[Stored data]

-------

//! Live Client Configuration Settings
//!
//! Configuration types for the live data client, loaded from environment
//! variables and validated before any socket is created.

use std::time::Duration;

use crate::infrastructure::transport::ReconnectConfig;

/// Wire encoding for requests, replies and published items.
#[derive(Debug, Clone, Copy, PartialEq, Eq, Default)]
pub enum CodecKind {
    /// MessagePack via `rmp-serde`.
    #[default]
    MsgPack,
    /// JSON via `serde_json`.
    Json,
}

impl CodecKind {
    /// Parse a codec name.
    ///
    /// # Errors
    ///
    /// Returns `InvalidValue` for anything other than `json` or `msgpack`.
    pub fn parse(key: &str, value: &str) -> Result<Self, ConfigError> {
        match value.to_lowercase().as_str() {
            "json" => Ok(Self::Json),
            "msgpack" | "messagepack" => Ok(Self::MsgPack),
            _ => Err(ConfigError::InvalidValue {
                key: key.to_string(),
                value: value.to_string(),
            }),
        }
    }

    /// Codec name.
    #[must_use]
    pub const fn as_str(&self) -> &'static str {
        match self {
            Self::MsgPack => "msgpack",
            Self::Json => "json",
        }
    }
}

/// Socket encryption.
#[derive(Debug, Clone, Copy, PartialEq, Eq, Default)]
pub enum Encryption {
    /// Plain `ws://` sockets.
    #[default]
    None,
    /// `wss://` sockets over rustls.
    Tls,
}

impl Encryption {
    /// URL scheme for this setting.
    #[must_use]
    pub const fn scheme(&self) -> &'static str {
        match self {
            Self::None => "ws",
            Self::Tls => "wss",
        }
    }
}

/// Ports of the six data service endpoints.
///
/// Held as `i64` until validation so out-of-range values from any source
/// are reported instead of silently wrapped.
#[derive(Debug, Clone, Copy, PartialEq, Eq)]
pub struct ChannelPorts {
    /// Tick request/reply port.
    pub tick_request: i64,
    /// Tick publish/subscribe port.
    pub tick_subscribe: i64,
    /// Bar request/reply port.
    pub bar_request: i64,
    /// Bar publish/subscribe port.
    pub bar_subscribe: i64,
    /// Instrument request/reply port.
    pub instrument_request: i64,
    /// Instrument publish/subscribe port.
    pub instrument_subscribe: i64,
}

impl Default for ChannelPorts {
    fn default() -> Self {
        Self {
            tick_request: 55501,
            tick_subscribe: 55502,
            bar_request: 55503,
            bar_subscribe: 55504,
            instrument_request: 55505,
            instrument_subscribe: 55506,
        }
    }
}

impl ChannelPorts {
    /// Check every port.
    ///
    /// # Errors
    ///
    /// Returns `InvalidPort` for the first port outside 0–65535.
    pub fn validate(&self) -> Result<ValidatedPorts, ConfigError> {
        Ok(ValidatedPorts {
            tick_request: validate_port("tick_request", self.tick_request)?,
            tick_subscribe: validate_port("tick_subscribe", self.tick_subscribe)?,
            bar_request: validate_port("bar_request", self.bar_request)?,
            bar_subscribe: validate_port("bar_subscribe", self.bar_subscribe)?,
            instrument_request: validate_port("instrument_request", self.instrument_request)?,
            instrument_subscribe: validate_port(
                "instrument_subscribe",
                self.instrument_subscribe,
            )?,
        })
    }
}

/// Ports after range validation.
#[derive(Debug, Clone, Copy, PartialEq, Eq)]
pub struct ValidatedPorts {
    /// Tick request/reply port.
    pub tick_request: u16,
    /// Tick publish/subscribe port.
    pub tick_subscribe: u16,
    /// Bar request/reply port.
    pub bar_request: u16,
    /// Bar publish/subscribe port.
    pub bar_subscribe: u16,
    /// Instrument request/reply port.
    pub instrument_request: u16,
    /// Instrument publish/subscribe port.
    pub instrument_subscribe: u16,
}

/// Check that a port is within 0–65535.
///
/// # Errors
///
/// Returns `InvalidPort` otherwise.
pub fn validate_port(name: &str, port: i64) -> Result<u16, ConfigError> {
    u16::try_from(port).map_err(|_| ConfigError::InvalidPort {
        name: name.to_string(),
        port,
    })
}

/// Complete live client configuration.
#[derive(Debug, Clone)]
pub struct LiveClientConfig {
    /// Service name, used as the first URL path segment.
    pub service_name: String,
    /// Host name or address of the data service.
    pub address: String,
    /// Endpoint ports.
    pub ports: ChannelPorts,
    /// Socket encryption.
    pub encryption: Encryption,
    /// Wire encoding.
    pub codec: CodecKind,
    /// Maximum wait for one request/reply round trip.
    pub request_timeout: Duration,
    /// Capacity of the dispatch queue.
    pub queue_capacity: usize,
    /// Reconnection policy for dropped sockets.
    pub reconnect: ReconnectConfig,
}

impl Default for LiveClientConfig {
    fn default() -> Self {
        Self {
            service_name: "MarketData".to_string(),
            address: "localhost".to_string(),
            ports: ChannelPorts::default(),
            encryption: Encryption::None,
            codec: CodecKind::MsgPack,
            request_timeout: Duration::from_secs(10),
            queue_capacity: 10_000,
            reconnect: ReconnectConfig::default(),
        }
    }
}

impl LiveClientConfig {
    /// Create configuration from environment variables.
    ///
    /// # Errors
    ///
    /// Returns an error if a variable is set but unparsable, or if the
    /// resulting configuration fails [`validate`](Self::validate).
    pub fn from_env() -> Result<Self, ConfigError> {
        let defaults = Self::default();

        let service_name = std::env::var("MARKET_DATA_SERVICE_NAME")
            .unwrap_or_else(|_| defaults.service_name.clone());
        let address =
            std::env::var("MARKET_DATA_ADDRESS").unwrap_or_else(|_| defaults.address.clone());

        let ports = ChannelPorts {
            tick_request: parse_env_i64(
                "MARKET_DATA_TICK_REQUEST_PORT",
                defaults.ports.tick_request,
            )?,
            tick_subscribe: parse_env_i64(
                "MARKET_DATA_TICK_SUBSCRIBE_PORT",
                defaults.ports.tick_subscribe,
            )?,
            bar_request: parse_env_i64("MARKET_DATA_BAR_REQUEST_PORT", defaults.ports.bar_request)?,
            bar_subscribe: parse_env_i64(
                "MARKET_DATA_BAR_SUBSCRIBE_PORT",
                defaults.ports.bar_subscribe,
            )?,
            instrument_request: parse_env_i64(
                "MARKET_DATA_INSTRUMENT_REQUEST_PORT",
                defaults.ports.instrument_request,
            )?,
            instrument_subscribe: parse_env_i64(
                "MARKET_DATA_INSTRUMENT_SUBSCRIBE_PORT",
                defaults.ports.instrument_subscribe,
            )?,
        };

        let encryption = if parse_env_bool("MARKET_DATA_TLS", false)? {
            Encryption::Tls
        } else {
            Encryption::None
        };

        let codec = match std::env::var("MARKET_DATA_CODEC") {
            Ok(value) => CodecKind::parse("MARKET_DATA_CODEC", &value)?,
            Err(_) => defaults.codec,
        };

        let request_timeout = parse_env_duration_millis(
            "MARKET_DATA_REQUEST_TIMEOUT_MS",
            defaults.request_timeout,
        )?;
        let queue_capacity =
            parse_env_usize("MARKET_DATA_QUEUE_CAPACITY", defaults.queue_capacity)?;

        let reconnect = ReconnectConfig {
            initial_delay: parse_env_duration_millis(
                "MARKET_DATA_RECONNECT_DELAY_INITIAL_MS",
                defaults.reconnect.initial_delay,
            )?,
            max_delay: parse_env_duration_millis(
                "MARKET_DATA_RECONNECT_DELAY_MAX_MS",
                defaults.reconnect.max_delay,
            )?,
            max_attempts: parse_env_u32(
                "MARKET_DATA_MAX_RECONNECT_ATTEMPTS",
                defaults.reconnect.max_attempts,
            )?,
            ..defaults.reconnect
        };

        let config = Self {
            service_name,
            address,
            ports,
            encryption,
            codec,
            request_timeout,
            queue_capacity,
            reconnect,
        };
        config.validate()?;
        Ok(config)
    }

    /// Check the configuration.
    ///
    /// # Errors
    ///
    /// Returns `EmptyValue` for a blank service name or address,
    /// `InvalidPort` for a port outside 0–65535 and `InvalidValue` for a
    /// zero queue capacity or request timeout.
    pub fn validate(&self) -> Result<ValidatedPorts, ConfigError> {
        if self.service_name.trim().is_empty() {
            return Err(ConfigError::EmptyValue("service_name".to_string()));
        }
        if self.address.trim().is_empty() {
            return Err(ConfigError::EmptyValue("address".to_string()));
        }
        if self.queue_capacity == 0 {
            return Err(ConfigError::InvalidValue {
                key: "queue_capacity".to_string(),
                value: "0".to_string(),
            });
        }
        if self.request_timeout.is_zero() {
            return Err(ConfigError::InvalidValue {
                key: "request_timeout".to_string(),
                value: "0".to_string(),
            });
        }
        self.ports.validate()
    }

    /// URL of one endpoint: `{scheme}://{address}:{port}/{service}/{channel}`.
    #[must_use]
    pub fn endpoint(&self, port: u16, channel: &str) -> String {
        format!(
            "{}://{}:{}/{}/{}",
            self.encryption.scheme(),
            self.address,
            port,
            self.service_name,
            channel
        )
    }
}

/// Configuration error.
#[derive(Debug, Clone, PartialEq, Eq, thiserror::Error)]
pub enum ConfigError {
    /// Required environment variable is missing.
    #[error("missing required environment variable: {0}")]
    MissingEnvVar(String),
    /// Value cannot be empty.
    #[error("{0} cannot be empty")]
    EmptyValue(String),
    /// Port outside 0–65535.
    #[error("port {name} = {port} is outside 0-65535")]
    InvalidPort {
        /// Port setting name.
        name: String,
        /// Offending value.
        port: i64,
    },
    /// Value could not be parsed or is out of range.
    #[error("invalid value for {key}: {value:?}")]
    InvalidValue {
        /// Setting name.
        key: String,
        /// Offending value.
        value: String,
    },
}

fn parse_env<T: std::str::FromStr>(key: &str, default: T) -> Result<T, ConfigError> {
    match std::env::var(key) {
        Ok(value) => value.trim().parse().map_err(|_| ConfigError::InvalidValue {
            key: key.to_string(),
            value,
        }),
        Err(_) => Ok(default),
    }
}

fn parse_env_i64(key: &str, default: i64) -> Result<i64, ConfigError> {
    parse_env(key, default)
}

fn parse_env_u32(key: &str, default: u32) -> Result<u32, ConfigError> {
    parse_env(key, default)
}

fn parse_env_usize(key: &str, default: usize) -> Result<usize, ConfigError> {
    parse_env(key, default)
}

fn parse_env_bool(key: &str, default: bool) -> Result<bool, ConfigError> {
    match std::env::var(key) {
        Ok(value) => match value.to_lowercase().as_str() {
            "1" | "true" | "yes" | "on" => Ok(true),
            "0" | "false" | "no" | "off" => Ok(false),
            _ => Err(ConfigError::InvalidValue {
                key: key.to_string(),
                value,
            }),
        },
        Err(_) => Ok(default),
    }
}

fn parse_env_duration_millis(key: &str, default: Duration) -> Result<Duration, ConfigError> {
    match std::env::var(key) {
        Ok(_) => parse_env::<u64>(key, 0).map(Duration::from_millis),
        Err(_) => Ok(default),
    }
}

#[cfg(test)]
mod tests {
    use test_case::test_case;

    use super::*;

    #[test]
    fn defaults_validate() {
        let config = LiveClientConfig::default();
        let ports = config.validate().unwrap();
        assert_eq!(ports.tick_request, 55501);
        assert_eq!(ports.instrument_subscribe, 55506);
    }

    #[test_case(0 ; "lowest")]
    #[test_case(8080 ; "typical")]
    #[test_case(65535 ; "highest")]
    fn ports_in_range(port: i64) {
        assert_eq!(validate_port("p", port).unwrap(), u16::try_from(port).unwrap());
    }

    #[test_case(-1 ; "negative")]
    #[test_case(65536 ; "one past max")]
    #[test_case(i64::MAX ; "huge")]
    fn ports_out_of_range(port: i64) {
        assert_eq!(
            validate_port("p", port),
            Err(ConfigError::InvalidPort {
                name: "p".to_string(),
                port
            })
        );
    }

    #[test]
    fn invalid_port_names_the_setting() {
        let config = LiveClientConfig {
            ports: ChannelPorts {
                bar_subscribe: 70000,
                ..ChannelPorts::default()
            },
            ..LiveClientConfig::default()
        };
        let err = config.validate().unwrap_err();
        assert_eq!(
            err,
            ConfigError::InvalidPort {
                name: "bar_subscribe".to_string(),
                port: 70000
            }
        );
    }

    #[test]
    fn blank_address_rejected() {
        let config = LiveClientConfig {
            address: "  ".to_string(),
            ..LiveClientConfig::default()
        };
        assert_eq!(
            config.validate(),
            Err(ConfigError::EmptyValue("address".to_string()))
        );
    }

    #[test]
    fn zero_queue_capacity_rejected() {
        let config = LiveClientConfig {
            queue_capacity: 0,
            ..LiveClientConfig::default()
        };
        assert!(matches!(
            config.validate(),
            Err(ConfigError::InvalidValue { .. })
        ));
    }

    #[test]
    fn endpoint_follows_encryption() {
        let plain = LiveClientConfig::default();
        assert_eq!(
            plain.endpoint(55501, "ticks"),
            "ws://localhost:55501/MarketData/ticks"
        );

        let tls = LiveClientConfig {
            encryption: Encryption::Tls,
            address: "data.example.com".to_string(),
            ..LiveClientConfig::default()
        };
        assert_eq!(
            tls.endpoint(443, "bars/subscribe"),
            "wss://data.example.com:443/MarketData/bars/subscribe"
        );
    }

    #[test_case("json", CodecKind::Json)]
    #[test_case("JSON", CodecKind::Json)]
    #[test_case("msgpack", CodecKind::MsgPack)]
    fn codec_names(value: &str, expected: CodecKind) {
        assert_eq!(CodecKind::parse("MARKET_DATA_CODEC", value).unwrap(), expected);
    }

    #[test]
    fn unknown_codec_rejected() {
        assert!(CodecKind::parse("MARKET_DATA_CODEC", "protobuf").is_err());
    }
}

-------

Your task
From the data above, output exactly the lines between the one containing "let codec = match" and the one containing "a port outside", counting both of them.

Reply to the task
        let codec = match std::env::var("MARKET_DATA_CODEC") {
            Ok(value) => CodecKind::parse("MARKET_DATA_CODEC", &value)?,
            Err(_) => defaults.codec,
        };

        let request_timeout = parse_env_duration_millis(
            "MARKET_DATA_REQUEST_TIMEOUT_MS",
            defaults.request_timeout,
        )?;
        let queue_capacity =
            parse_env_usize("MARKET_DATA_QUEUE_CAPACITY", defaults.queue_capacity)?;

        let reconnect = ReconnectConfig {
            initial_delay: parse_env_duration_millis(
                "MARKET_DATA_RECONNECT_DELAY_INITIAL_MS",
                defaults.reconnect.initial_delay,
            )?,
            max_delay: parse_env_duration_millis(
                "MARKET_DATA_RECONNECT_DELAY_MAX_MS",
                defaults.reconnect.max_delay,
            )?,
            max_attempts: parse_env_u32(
                "MARKET_DATA_MAX_RECONNECT_ATTEMPTS",
                defaults.reconnect.max_attempts,
            )?,
            ..defaults.reconnect
        };

        let config = Self {
            service_name,
            address,
            ports,
            encryption,
            codec,
            request_timeout,
            queue_capacity,
            reconnect,
        };
        config.validate()?;
        Ok(config)
    }

    /// Check the configuration.
    ///
    /// # Errors
    ///
    /// Returns `EmptyValue` for a blank service name or address,
    /// `InvalidPort` for a port outside 0–65535 and `InvalidValue` for a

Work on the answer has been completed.